■ **Given records**:
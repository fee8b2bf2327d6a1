use thiserror::Error;

/// The single failure value produced by every backend operation.
///
/// Callers only ever branch on success vs. failure, so the error carries
/// nothing but a human-readable message.
#[derive(Debug, Clone, PartialEq, Eq, Error)]
#[error("{message}")]
pub struct ClientError {
    message: String,
}

impl ClientError {
    pub fn new(message: impl Into<String>) -> Self {
        Self {
            message: message.into(),
        }
    }

    /// A request that never produced an HTTP response (DNS, refused, timeout).
    pub fn network(cause: impl std::fmt::Display) -> Self {
        Self::new(format!("Network error: {cause}"))
    }

    /// A success response whose body could not be decoded.
    pub fn decode(cause: impl std::fmt::Display) -> Self {
        Self::new(format!("Invalid response: {cause}"))
    }

    pub fn message(&self) -> &str {
        &self.message
    }
}

/// Errors from reading the on-disk client configuration.
#[derive(Debug, Error)]
pub enum ConfigError {
    #[error("failed to read config file: {0}")]
    Read(String),

    #[error("failed to parse config file: {0}")]
    Parse(String),
}
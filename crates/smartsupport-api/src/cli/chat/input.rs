//! Async readline input for the chat loop.

use console::style;
use rustyline_async::{Readline, ReadlineError, ReadlineEvent, SharedWriter};

use smartsupport_core::presentation::SessionView;

/// Events produced by the input handler.
#[derive(Debug)]
pub enum InputEvent {
    /// User submitted a line (untrimmed).
    Line(String),
    /// End of file (Ctrl+D).
    Eof,
    /// Interrupt signal (Ctrl+C).
    Interrupted,
}

pub struct ChatInput {
    rl: Readline,
}

impl ChatInput {
    /// Returns the handler and a `SharedWriter` that must be kept alive for
    /// the lifetime of the prompt.
    pub fn new(view: &SessionView) -> Result<(Self, SharedWriter), ReadlineError> {
        let (rl, writer) = Readline::new(prompt_text(view))?;
        Ok((Self { rl }, writer))
    }

    /// Re-render the prompt after the session toggles changed.
    pub fn refresh(&mut self, view: &SessionView) {
        let _ = self.rl.update_prompt(&prompt_text(view));
    }

    pub async fn read_line(&mut self) -> InputEvent {
        match self.rl.readline().await {
            Ok(ReadlineEvent::Line(line)) => InputEvent::Line(line),
            Ok(ReadlineEvent::Eof) => InputEvent::Eof,
            Ok(ReadlineEvent::Interrupted) => InputEvent::Interrupted,
            Err(_) => InputEvent::Eof,
        }
    }

    pub fn clear_screen(&mut self) {
        let _ = self.rl.clear();
    }
}

/// `You [rag tools] >` with disabled toggles left out.
pub fn prompt_text(view: &SessionView) -> String {
    let mut flags = Vec::new();
    if view.use_rag {
        flags.push("rag");
    }
    if view.use_tools {
        flags.push("tools");
    }

    let badge = if flags.is_empty() {
        String::new()
    } else {
        format!(" {}", style(format!("[{}]", flags.join(" "))).dim())
    };
    format!("  {}{} {} ", style("You").green().bold(), badge, style(">").green().bold())
}
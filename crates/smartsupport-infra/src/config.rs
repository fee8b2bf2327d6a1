//! Client configuration loader.
//!
//! Reads `config.toml` from the data directory (`~/.smartsupport/` by default)
//! and deserializes it into [`ClientConfig`]. Falls back to defaults when the
//! file is missing or malformed.

use std::path::{Path, PathBuf};

use smartsupport_types::config::ClientConfig;
use smartsupport_types::error::ConfigError;

/// Environment variable overriding the data directory.
pub const DATA_DIR_ENV: &str = "SMARTSUPPORT_DATA_DIR";

/// Resolve the data directory.
///
/// Priority:
/// 1. `SMARTSUPPORT_DATA_DIR` environment variable
/// 2. `~/.smartsupport`
/// 3. `.smartsupport` relative to the working directory
pub fn resolve_data_dir() -> PathBuf {
    if let Ok(dir) = std::env::var(DATA_DIR_ENV) {
        if !dir.is_empty() {
            return PathBuf::from(dir);
        }
    }

    if let Some(home) = dirs::home_dir() {
        return home.join(".smartsupport");
    }

    PathBuf::from(".smartsupport")
}

pub fn config_path(data_dir: &Path) -> PathBuf {
    data_dir.join("config.toml")
}

/// Read `{data_dir}/config.toml`.
///
/// Returns `Ok(None)` when the file does not exist.
pub async fn read_client_config(data_dir: &Path) -> Result<Option<ClientConfig>, ConfigError> {
    let path = config_path(data_dir);

    let content = match tokio::fs::read_to_string(&path).await {
        Ok(content) => content,
        Err(err) if err.kind() == std::io::ErrorKind::NotFound => return Ok(None),
        Err(err) => return Err(ConfigError::Read(format!("{}: {err}", path.display()))),
    };

    toml::from_str(&content)
        .map(Some)
        .map_err(|err| ConfigError::Parse(format!("{}: {err}", path.display())))
}

/// Load client configuration, never failing.
///
/// - Missing file: [`ClientConfig::default()`].
/// - Unreadable or malformed file: logs a warning and returns the default.
pub async fn load_client_config(data_dir: &Path) -> ClientConfig {
    match read_client_config(data_dir).await {
        Ok(Some(config)) => config,
        Ok(None) => {
            tracing::debug!(
                "No config.toml found in {}, using defaults",
                data_dir.display()
            );
            ClientConfig::default()
        }
        Err(err) => {
            tracing::warn!("{err}, using defaults");
            ClientConfig::default()
        }
    }
}

#[cfg(test)]
mod tests {
    use super::*;
    use tempfile::TempDir;

    #[tokio::test]
    async fn missing_file_returns_default() {
        let tmp = TempDir::new().unwrap();
        assert!(read_client_config(tmp.path()).await.unwrap().is_none());
        assert_eq!(load_client_config(tmp.path()).await, ClientConfig::default());
    }

    #[tokio::test]
    async fn valid_toml_returns_parsed() {
        let tmp = TempDir::new().unwrap();
        tokio::fs::write(
            config_path(tmp.path()),
            r#"
api_url = "https://support.example.com/"
request_timeout_secs = 30
use_tools = false
prompt_key = "react_agent"
discard_stale_replies = true
"#,
        )
        .await
        .unwrap();

        let config = load_client_config(tmp.path()).await;
        assert_eq!(config.api_url, "https://support.example.com/");
        assert_eq!(config.request_timeout_secs, 30);
        assert!(config.use_rag);
        assert!(!config.use_tools);
        assert_eq!(config.prompt_key, "react_agent");
        assert!(config.discard_stale_replies);
    }

    #[tokio::test]
    async fn invalid_toml_returns_default() {
        let tmp = TempDir::new().unwrap();
        tokio::fs::write(config_path(tmp.path()), "this is not { valid toml !!!")
            .await
            .unwrap();

        let err = read_client_config(tmp.path()).await.unwrap_err();
        assert!(matches!(err, ConfigError::Parse(_)));
        assert_eq!(load_client_config(tmp.path()).await, ClientConfig::default());
    }

    #[tokio::test]
    async fn wrong_field_type_returns_default() {
        let tmp = TempDir::new().unwrap();
        tokio::fs::write(config_path(tmp.path()), "use_rag = \"sometimes\"")
            .await
            .unwrap();

        assert_eq!(load_client_config(tmp.path()).await, ClientConfig::default());
    }

    #[test]
    fn config_path_is_inside_data_dir() {
        let path = config_path(Path::new("/tmp/ss"));
        assert_eq!(path, PathBuf::from("/tmp/ss/config.toml"));
    }
}
//! Knowledge-base management calls under `/api/documents`.
//!
//! These are stateless one-shot requests; they never touch a chat session.

use std::path::Path;

use reqwest::multipart::{Form, Part};
use reqwest::Response;
use serde::de::DeserializeOwned;
use serde_json::{Map, Value};
use tracing::{debug, info};

use smartsupport_types::error::ClientError;
use smartsupport_types::knowledge::{IngestResult, KnowledgeBaseStats};

use super::client::HttpBackend;
use super::error::{self, fixed, with_status};
use super::types::{AddTextBody, ClearBody, LoadDirectoryBody};

impl HttpBackend {
    /// Upload a local document (PDF, TXT, DOCX, MD) for ingestion.
    ///
    /// The multipart `file` part carries the file name; the backend picks a
    /// loader from its extension.
    pub async fn upload_document(&self, file: &Path) -> Result<IngestResult, ClientError> {
        let bytes = tokio::fs::read(file)
            .await
            .map_err(|e| ClientError::new(format!("Failed to read {}: {e}", file.display())))?;
        let file_name = file
            .file_name()
            .map(|n| n.to_string_lossy().into_owned())
            .unwrap_or_else(|| "upload".to_string());

        let url = self.url("/documents/upload");
        debug!(url = %url, file = %file_name, bytes = bytes.len(), "POST upload");

        let form = Form::new().part("file", Part::bytes(bytes).file_name(file_name));
        let response = self
            .http()
            .post(&url)
            .multipart(form)
            .send()
            .await
            .map_err(ClientError::network)?;

        let result: IngestResult =
            decode(response, with_status("Upload error")).await?;
        info!(chunks = result.chunks_added, "document uploaded");
        Ok(result)
    }

    /// Add raw text snippets, optionally with one metadata object per text.
    pub async fn add_text(
        &self,
        texts: &[String],
        metadatas: Option<&[Map<String, Value>]>,
    ) -> Result<IngestResult, ClientError> {
        let url = self.url("/documents/add-text");
        debug!(url = %url, texts = texts.len(), "POST add-text");

        let response = self
            .http()
            .post(&url)
            .json(&AddTextBody { texts, metadatas })
            .send()
            .await
            .map_err(ClientError::network)?;

        decode(response, with_status("Error")).await
    }

    /// Ingest every supported document in a directory on the backend host.
    pub async fn load_directory(&self, directory_path: &str) -> Result<IngestResult, ClientError> {
        let url = self.url("/documents/load-directory");
        debug!(url = %url, directory = directory_path, "POST load-directory");

        let response = self
            .http()
            .post(&url)
            .json(&LoadDirectoryBody { directory_path })
            .send()
            .await
            .map_err(ClientError::network)?;

        decode(response, with_status("Error")).await
    }

    pub async fn knowledge_base_stats(&self) -> Result<KnowledgeBaseStats, ClientError> {
        let url = self.url("/documents/stats");
        debug!(url = %url, "GET stats");

        let response = self
            .http()
            .get(&url)
            .send()
            .await
            .map_err(ClientError::network)?;

        decode(response, fixed("Failed to get stats")).await
    }

    /// Remove every document from the knowledge base.
    ///
    /// Returns the backend's acknowledgement message, if it sent one.
    pub async fn clear_knowledge_base(&self) -> Result<Option<String>, ClientError> {
        let url = self.url("/documents/clear");
        debug!(url = %url, "DELETE clear");

        let response = self
            .http()
            .delete(&url)
            .send()
            .await
            .map_err(ClientError::network)?;

        if !response.status().is_success() {
            return Err(error::from_response(response, fixed("Failed to clear knowledge base")).await);
        }

        info!("knowledge base cleared");
        let body = response.text().await.map_err(ClientError::decode)?;
        if body.trim().is_empty() {
            return Ok(None);
        }
        let ack: ClearBody = serde_json::from_str(&body).map_err(ClientError::decode)?;
        Ok(ack.message)
    }
}

async fn decode<T: DeserializeOwned>(
    response: Response,
    fallback: impl FnOnce(reqwest::StatusCode) -> String,
) -> Result<T, ClientError> {
    if !response.status().is_success() {
        return Err(error::from_response(response, fallback).await);
    }
    response.json().await.map_err(ClientError::decode)
}
//! Observability setup shared by SmartSupport binaries.

pub mod tracing_setup;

■ **About this exercise**: Return from the data every line that holds "multipart".

■ **Expected output**:
use reqwest::multipart::{Form, Part};
    /// The multipart `file` part carries the file name; the backend picks a
            .multipart(form)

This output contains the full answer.